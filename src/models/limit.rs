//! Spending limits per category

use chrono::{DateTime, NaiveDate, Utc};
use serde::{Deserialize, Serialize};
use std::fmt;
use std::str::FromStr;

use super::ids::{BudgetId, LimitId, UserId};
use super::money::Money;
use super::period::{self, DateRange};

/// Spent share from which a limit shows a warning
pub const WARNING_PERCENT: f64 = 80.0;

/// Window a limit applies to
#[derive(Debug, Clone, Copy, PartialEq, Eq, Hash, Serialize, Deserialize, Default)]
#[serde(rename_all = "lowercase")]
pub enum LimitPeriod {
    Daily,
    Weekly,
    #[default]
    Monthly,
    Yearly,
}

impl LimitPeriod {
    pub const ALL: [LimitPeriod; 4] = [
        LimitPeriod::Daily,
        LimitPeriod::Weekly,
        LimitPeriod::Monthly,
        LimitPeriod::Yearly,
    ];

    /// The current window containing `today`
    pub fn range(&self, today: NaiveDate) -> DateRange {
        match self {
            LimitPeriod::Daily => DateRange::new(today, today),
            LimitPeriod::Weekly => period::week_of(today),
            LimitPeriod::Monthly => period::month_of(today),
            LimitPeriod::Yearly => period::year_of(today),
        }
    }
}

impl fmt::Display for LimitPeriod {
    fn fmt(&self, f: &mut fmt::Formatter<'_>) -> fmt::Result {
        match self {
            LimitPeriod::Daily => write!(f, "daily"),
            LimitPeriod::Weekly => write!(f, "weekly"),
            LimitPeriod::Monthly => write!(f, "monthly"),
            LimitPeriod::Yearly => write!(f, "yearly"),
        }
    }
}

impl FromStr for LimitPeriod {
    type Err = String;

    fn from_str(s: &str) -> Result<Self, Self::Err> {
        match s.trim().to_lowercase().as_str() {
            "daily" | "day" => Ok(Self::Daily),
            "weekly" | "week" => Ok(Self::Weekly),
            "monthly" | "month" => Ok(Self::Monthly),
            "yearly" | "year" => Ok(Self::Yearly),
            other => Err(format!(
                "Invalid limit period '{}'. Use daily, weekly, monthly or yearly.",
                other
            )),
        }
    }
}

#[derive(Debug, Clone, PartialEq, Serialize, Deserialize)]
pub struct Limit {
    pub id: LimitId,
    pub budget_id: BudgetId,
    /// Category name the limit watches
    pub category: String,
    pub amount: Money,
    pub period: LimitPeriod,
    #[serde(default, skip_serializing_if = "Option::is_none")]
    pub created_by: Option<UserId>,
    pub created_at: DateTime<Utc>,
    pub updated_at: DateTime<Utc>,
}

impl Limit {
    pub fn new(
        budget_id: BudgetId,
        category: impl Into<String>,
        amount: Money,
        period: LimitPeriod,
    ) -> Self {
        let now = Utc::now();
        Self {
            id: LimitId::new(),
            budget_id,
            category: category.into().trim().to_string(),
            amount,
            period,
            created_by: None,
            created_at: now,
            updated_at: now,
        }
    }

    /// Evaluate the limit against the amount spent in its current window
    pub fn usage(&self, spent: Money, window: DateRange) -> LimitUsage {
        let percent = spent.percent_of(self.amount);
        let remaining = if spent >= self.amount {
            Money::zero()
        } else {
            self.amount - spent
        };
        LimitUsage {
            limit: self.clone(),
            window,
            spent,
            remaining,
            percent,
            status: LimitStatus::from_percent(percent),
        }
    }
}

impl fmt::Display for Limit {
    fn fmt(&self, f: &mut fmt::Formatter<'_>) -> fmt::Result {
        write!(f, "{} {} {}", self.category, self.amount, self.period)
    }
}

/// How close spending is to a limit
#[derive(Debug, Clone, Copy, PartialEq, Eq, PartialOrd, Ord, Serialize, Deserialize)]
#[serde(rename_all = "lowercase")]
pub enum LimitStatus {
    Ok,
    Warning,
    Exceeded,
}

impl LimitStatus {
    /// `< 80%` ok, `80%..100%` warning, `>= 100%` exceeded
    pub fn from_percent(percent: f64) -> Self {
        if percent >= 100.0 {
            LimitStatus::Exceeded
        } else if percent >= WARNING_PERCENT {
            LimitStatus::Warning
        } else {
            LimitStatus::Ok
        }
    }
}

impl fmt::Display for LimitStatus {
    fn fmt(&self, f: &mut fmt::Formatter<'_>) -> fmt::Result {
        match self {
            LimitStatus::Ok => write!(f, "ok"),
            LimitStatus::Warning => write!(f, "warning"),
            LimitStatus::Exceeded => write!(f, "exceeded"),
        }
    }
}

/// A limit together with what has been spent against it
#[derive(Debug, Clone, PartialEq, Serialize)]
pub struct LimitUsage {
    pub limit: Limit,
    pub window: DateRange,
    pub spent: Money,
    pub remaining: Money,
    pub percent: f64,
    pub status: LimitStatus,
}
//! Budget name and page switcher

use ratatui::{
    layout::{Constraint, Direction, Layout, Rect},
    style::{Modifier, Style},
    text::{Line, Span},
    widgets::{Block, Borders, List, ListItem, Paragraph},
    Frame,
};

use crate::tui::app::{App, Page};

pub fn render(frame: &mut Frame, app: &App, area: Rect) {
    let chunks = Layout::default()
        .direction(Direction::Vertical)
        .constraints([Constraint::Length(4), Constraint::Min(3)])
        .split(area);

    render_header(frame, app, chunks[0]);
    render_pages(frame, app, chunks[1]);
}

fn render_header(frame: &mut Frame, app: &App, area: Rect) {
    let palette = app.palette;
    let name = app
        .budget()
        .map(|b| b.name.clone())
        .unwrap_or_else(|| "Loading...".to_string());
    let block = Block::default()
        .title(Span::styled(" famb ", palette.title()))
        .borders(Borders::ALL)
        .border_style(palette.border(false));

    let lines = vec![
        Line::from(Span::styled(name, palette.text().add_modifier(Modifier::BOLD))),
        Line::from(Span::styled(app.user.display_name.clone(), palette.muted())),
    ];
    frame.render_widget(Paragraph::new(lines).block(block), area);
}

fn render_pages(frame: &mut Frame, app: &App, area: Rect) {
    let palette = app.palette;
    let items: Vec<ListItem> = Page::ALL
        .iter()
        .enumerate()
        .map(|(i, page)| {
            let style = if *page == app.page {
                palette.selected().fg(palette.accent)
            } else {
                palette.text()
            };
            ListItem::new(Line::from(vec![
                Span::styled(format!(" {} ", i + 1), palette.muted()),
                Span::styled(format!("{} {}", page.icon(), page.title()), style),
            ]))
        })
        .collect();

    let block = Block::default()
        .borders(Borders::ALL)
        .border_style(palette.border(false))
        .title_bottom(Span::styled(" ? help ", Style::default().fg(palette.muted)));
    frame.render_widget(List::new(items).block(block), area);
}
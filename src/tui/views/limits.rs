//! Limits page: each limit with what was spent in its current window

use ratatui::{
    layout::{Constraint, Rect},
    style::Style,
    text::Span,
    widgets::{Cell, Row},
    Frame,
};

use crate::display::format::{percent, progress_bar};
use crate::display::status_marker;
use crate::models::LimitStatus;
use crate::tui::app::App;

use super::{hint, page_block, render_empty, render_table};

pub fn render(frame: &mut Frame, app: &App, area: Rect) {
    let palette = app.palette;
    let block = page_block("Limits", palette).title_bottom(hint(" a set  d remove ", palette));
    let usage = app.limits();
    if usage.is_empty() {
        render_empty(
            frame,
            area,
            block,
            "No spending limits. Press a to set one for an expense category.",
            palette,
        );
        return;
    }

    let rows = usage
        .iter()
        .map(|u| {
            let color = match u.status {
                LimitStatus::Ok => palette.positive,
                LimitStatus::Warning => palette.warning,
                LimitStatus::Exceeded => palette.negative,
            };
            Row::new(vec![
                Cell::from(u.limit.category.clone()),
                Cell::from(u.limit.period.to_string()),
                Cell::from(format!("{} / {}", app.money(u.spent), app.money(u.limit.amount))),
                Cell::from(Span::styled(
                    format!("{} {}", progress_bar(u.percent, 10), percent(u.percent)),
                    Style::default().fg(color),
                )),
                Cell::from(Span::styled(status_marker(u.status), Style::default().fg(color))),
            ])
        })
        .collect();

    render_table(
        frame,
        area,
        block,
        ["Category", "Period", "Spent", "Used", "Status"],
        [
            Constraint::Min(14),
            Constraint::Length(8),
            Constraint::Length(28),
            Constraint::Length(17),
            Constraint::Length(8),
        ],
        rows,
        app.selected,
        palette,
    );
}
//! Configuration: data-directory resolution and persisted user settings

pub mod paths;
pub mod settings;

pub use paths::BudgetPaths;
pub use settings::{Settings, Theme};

· · · · · · ·

EXERCISE OBJECTIVE = Tally the lines of the listing in which the string "selected" appears, and state the tally alone.

COMPLETED EXERCISE = 2